I am not aware of any very alarming consequences which may flow from the commonly received opinion, and be very injurious to the faith or the piety of the generality of Christians. But it has no visible tendency to strengthen that faith, or to animate that piety. It may, in some cases, cherish that spirit of blind and superstitious credulity, the operation of which, upon subjects of much higher moment, is unfavourable to true religion. It has often perplexed well-meaning men with insuperable difficulties—it has given occasion sometimes to pertinent objections, and sometimes to contemptuous scoffs, among the opponents of the Gospel and upon all these accounts it should be treated cautiously and argumentatively. But whatsoever be the result of the inquiry, the general credibility of the Scriptures will not be endangered, and their peculiar efficacy in making us wise unto salvation will not be diminished.

If we admit the commonly received opinion, nothing is gained to the great cause of revelation-if we reject it, nothing is lost to that cause. Was Christ the promised Messiah ? Did he inculcate the doctrines ascribed to him by the four Evangelists? Did he cause the deaf to hear, the leper to be cleansed, the paralytic to rise from bis bed and walk, and the blind to see? Did he die

Did he die upon the cross, to set before us an example of humility and resignation? Did he rise from the dead to furnish us with a record for earnest of our own resurrection? If these things be true, then Christ, whether he did or did not preach to the spirits in hell, yet remains the infallible teacher, and the gracious redeemer of the whole human race. Now the notion which I am combating is confessedly not founded, directly or indirectly, upon words used by

Christ himself, who, as you must remember, often spoke of his own approaching death, of his resurrection upon the third day, of the glorified state preserved for him in Heaven, and of the extraordinary assistance which was to be given to his followers by the Paraclete, and who, before his ascension, opened the minds of his followers, that they might understand how all things which were written in the law of Moses, and in the Prophets, and in the Psalms, concerning himself, must be fulfilled. Yet of a recent descent into hell he said not one syllable.

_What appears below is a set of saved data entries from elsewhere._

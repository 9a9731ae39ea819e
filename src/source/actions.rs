//! Decoder for the `actions` / `action_values` lists attached to insight rows.
//!
//! Each list holds `{ "action_type": ..., "value": ... }` entries. The API
//! sends values as strings, some exports flatten the whole list into a JSON
//! string, and rows without the action simply omit the field. The decoder
//! accepts all of these and falls back to zero instead of failing.

use serde::Deserialize;
use serde_json::Value;

#[derive(Debug, Clone, PartialEq, Deserialize)]
pub struct ActionEntry {
    pub action_type: String,
    #[serde(default)]
    pub value: Value,
}

impl ActionEntry {
    pub fn numeric_value(&self) -> Option<f64> {
        match &self.value {
            Value::Number(n) => n.as_f64(),
            Value::String(s) => s.trim().parse::<f64>().ok(),
            _ => None,
        }
        .filter(|v| v.is_finite())
    }
}

/// Decodes a raw actions field into typed entries, skipping anything that
/// does not look like an action.
pub fn decode_entries(raw: &Value) -> Vec<ActionEntry> {
    let items = match raw {
        Value::Array(items) => items.clone(),
        Value::String(encoded) => match serde_json::from_str::<Value>(encoded) {
            Ok(Value::Array(items)) => items,
            _ => return Vec::new(),
        },
        _ => return Vec::new(),
    };
    items
        .into_iter()
        .filter_map(|item| serde_json::from_value::<ActionEntry>(item).ok())
        .collect()
}

/// Returns the value of the first entry whose type matches `action_type`,
/// or zero when the field is absent, malformed, or has no such entry.
pub fn action_value(raw: Option<&Value>, action_type: &str) -> f64 {
    let Some(raw) = raw else {
        return 0.0;
    };
    decode_entries(raw)
        .iter()
        .find(|entry| entry.action_type == action_type)
        .and_then(ActionEntry::numeric_value)
        .unwrap_or(0.0)
}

Again, the same notion is not supported by the express or implied meaning of the statements made by the four Evangelists, nor by St. Luke in the Acts, nor by St. Paul in his various Epistles, nor by the writer of the Epistle to the Hebrews, nor by the author of the Apocalypse, nor by St. Jude in his Epistle, nor by St. John in his three Epistles, nor by St. Peter in his second Epistle ; and as to a passage in his first, upon which the advocates for a descent into hell rest their belief, I shall presently endeavour to prevent all misconception of St. Peter's words by a full interpretation.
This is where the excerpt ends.